When I was a very little bloke, one of my greatest joys was to run out and open this gate so that my dad, who rode his bike to work every day, could ride effortlessly through and into the yard without having to step off his bike. I had already unlocked the side gate so he would sail on through to the shed in the back yard where he stored his bike. I’d be diligently closing and locking gates behind him as he went.

It seemed like an important job to me at the time.

Dad arrived home at about the same time every night. Working men did that back then. He was a union man and that meant that you gave the boss a good days work and when it was time to go home, you went home!

A few years after my dad took this shot [this is an enlargement of a larger, wider shot] he pulled this fence down and built a shorter, more ‘modern’ fence. Personally, I like this one, and as fashions go, a lot of the houses in the area are putting back the original fences………. everything changes, everything goes in cycles………. and everything stays the same.

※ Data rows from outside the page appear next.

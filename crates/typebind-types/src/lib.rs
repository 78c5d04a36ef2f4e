//! Type model shared by the typebind crates.
//!
//! Classes and type variables are interned into a [`TypeStore`] and referred to by small ids, so
//! two type variables that happen to share a name (`T` on `List` and `T` on `Comparable`) never
//! collide. The store is the static metadata table that generic resolution queries through
//! [`TypeEnv`].

use serde::{Deserialize, Serialize};

mod format;
mod store;

pub use format::{format_type, simple_name, TypeDisplay};
pub use store::{TypeStore, WellKnownTypes};

/// Interned id of a class, interface, or primitive in a [`TypeStore`].
#[derive(Clone, Copy, Debug, PartialEq, Eq, Hash, PartialOrd, Ord)]
pub struct ClassId(u32);

impl ClassId {
    pub const fn from_raw(raw: u32) -> Self {
        Self(raw)
    }

    pub const fn to_raw(self) -> u32 {
        self.0
    }
}

/// Identity of a declared type variable.
///
/// Resolution keys on this id, never on the variable's name.
#[derive(Clone, Copy, Debug, PartialEq, Eq, Hash, PartialOrd, Ord)]
pub struct TypeVarId(u32);

impl TypeVarId {
    pub const fn from_raw(raw: u32) -> Self {
        Self(raw)
    }

    pub const fn to_raw(self) -> u32 {
        self.0
    }
}

#[derive(Clone, Copy, Debug, Default, PartialEq, Eq, Hash, Serialize, Deserialize)]
#[serde(rename_all = "lowercase")]
pub enum ClassKind {
    #[default]
    Class,
    Interface,
    /// `int`, `boolean`, ... Registered so they can appear as concrete field/method types.
    Primitive,
}

/// A generic class applied to an ordered list of type arguments, e.g. `Pair<String, Integer>`.
#[derive(Clone, Debug, PartialEq, Eq, Hash)]
pub struct ClassType {
    pub def: ClassId,
    pub args: Vec<Type>,
}

/// A type expression: either declared (from a field/method/supertype signature) or resolved.
#[derive(Clone, Debug, PartialEq, Eq, Hash)]
pub enum Type {
    /// A class used without type arguments (`String`, `int`, or a raw `List`).
    Concrete(ClassId),
    /// A reference to a declared type variable (`L`).
    TypeVar(TypeVarId),
    /// A class applied to type arguments (`Pair<L, R>`).
    Parameterized(ClassType),
}

impl Type {
    /// Build a class type; an empty argument list yields [`Type::Concrete`].
    pub fn class(def: ClassId, args: Vec<Type>) -> Self {
        if args.is_empty() {
            Type::Concrete(def)
        } else {
            Type::Parameterized(ClassType { def, args })
        }
    }

    /// The class this type refers to, ignoring type arguments. `None` for type variables.
    pub fn raw_class(&self) -> Option<ClassId> {
        match self {
            Type::Concrete(id) => Some(*id),
            Type::Parameterized(ClassType { def, .. }) => Some(*def),
            Type::TypeVar(_) => None,
        }
    }

    /// Whether a type variable occurs anywhere in this type.
    pub fn mentions_type_vars(&self) -> bool {
        match self {
            Type::Concrete(_) => false,
            Type::TypeVar(_) => true,
            Type::Parameterized(ClassType { args, .. }) => {
                args.iter().any(Type::mentions_type_vars)
            }
        }
    }
}

#[derive(Clone, Debug, PartialEq, Eq)]
pub struct TypeParamDef {
    pub name: String,
    /// The class that declares this variable (for method-level variables, the method's class).
    pub owner: ClassId,
}

#[derive(Clone, Debug, PartialEq, Eq)]
pub struct FieldDef {
    pub name: String,
    pub ty: Type,
}

#[derive(Clone, Debug, PartialEq, Eq)]
pub struct MethodDef {
    pub name: String,
    /// Method-level type variables (`<T> T identity(T)`).
    pub type_params: Vec<TypeVarId>,
    pub params: Vec<Type>,
    /// `None` for `void`.
    pub return_type: Option<Type>,
}

#[derive(Clone, Debug, PartialEq, Eq)]
pub struct ClassDef {
    /// Binary name, e.g. `com.example.Outer$Inner`.
    pub name: String,
    pub kind: ClassKind,
    pub type_params: Vec<TypeVarId>,
    pub super_class: Option<Type>,
    /// Directly declared interfaces (for an interface: the interfaces it extends).
    pub interfaces: Vec<Type>,
    pub fields: Vec<FieldDef>,
    pub methods: Vec<MethodDef>,
}

impl ClassDef {
    /// A definition with no supertypes and no members.
    pub fn empty(name: impl Into<String>, kind: ClassKind) -> Self {
        Self {
            name: name.into(),
            kind,
            type_params: Vec::new(),
            super_class: None,
            interfaces: Vec::new(),
            fields: Vec::new(),
            methods: Vec::new(),
        }
    }

    pub fn field(&self, name: &str) -> Option<&FieldDef> {
        self.fields.iter().find(|f| f.name == name)
    }

    /// First method with the given name; overloads are not distinguished.
    pub fn method(&self, name: &str) -> Option<&MethodDef> {
        self.methods.iter().find(|m| m.name == name)
    }
}

/// Read access to type metadata.
///
/// This is the provider generic resolution is built on: it exposes each type's declared type
/// parameters, the generic form of its direct superclass, and the generic forms of its directly
/// declared interfaces.
pub trait TypeEnv {
    fn class(&self, id: ClassId) -> Option<&ClassDef>;
    fn type_param(&self, id: TypeVarId) -> Option<&TypeParamDef>;

    /// Name of `id`, including classes that are known by name only.
    fn class_name(&self, id: ClassId) -> Option<&str> {
        self.class(id).map(|def| def.name.as_str())
    }

    fn type_params(&self, id: ClassId) -> &[TypeVarId] {
        self.class(id)
            .map(|def| def.type_params.as_slice())
            .unwrap_or(&[])
    }

    fn generic_superclass(&self, id: ClassId) -> Option<&Type> {
        self.class(id).and_then(|def| def.super_class.as_ref())
    }

    fn generic_interfaces(&self, id: ClassId) -> &[Type] {
        self.class(id)
            .map(|def| def.interfaces.as_slice())
            .unwrap_or(&[])
    }
}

If you look very closely, you can see that one of the horizontal wires on the gate has been bent down. That is probably because I liked to swing on the gate when my dad wasn’t looking.

The house is still there but my family no longer owns it. It is now about eighty years old.

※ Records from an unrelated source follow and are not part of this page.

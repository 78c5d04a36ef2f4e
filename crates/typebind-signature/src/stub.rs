use std::path::Path;

use serde::{Deserialize, Serialize};
use typebind_types::ClassKind;

use crate::error::{Error, Result};

/// A TOML document of class declarations.
///
/// ```toml
/// [[class]]
/// name = "com.example.Pair"
/// signature = "<L:Ljava/lang/Object;R:Ljava/lang/Object;>Ljava/lang/Object;"
///
/// [[class.field]]
/// name = "left"
/// signature = "TL;"
/// ```
#[derive(Debug, Clone, Default, PartialEq, Eq, Serialize, Deserialize)]
#[serde(deny_unknown_fields)]
pub struct TypeTable {
    #[serde(default, rename = "class")]
    pub classes: Vec<ClassStub>,
}

#[derive(Debug, Clone, PartialEq, Eq, Serialize, Deserialize)]
#[serde(deny_unknown_fields)]
pub struct ClassStub {
    /// Binary name (`com.example.Outer$Inner`).
    pub name: String,
    #[serde(default)]
    pub kind: ClassKind,
    /// Class signature. When present it supplies type parameters, superclass and interfaces.
    #[serde(default)]
    pub signature: Option<String>,
    /// Superclass binary name for declarations without a signature.
    #[serde(default)]
    pub super_class: Option<String>,
    /// Interface binary names for declarations without a signature.
    #[serde(default)]
    pub interfaces: Vec<String>,
    #[serde(default, rename = "field")]
    pub fields: Vec<FieldStub>,
    #[serde(default, rename = "method")]
    pub methods: Vec<MethodStub>,
}

#[derive(Debug, Clone, PartialEq, Eq, Serialize, Deserialize)]
#[serde(deny_unknown_fields)]
pub struct FieldStub {
    pub name: String,
    /// Field signature or plain descriptor.
    pub signature: String,
}

#[derive(Debug, Clone, PartialEq, Eq, Serialize, Deserialize)]
#[serde(deny_unknown_fields)]
pub struct MethodStub {
    pub name: String,
    pub signature: String,
}

impl TypeTable {
    pub fn from_toml_str(text: &str) -> Result<Self> {
        Ok(toml::from_str(text)?)
    }

    pub fn load_from_path(path: impl AsRef<Path>) -> Result<Self> {
        let path = path.as_ref();
        let text = std::fs::read_to_string(path).map_err(|source| Error::Io {
            path: path.display().to_string(),
            source,
        })?;
        Self::from_toml_str(&text)
    }

    /// Append the classes of `other`. Later entries win when both tables define a name.
    pub fn extend(&mut self, other: TypeTable) {
        self.classes.extend(other.classes);
    }
}

#[cfg(test)]
mod tests {
    use super::*;

    #[test]
    fn deserializes_classes_with_members() {
        let table = TypeTable::from_toml_str(
            r#"
            [[class]]
            name = "com.example.GenericInterface"
            kind = "interface"
            signature = "<L:Ljava/lang/Object;R:Ljava/lang/Object;>Ljava/lang/Object;"

            [[class.method]]
            name = "mirror"
            signature = "(TL;)TR;"

            [[class]]
            name = "com.example.NonGenericType"
            super_class = "java.lang.Object"

            [[class.field]]
            name = "string"
            signature = "Ljava/lang/String;"
            "#,
        )
        .unwrap();

        assert_eq!(table.classes.len(), 2);
        assert_eq!(table.classes[0].kind, ClassKind::Interface);
        assert_eq!(table.classes[0].methods[0].signature, "(TL;)TR;");
        assert_eq!(table.classes[1].kind, ClassKind::Class);
        assert_eq!(
            table.classes[1].super_class.as_deref(),
            Some("java.lang.Object")
        );
        assert_eq!(table.classes[1].fields[0].name, "string");
    }

    #[test]
    fn rejects_unknown_keys() {
        let err = TypeTable::from_toml_str(
            r#"
            [[class]]
            name = "com.example.Foo"
            superclass = "java.lang.Object"
            "#,
        )
        .unwrap_err();
        assert!(matches!(err, Error::Toml(_)));
    }
}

Every couple of years I drive up that street just to remember what it felt like to live my younger life. Every year it changes and becomes less and less like the street I remember. This is not a bad thing. Everything has its time.

Number twenty Erin street will always live in my heart.

10 thoughts on “Number 20

    • I’m glad.
      I try and restrict myself to fleeting visits [unless I’m writing]……….. I like the present and sometimes it feels like the past might not let me come back……….. that awesome line ‘The past is a foreign country, they do things differently there’ ………. is so true.
      Thanks for taking the time.


  1. Terry, I love that kind of nostalgia. I saw where the wire was bent. And opening and closing the gate was an important task. Especially in bad weather. I am sure your father appreciated it. So nice you can go back and look at the original house where you grew up. Thanks for the post.

    Liked by 1 person

    • It’s funny how things work out….. it was only supposed to be a photo with a sentence or two to put it into context……. I’ve been in a strange mood for the last couple of weeks…….. a mixture of all sorts of stuff, and as I’ve said elsewhere, I try not to look back unless it benefits a story because I could very easily get stranded back there…….. the present is fun [but a little strange] and the future looks bright.
      Thanks, as always, for your comments.


  2. I really liked this. I got it, especially since I used to swing on the gate too, but in Brisbane. My father used to beep his horn outside the closed gates to get me to come and open them, then he would drive in. Pretty selfish, now that I think of it. But it seemed ok then.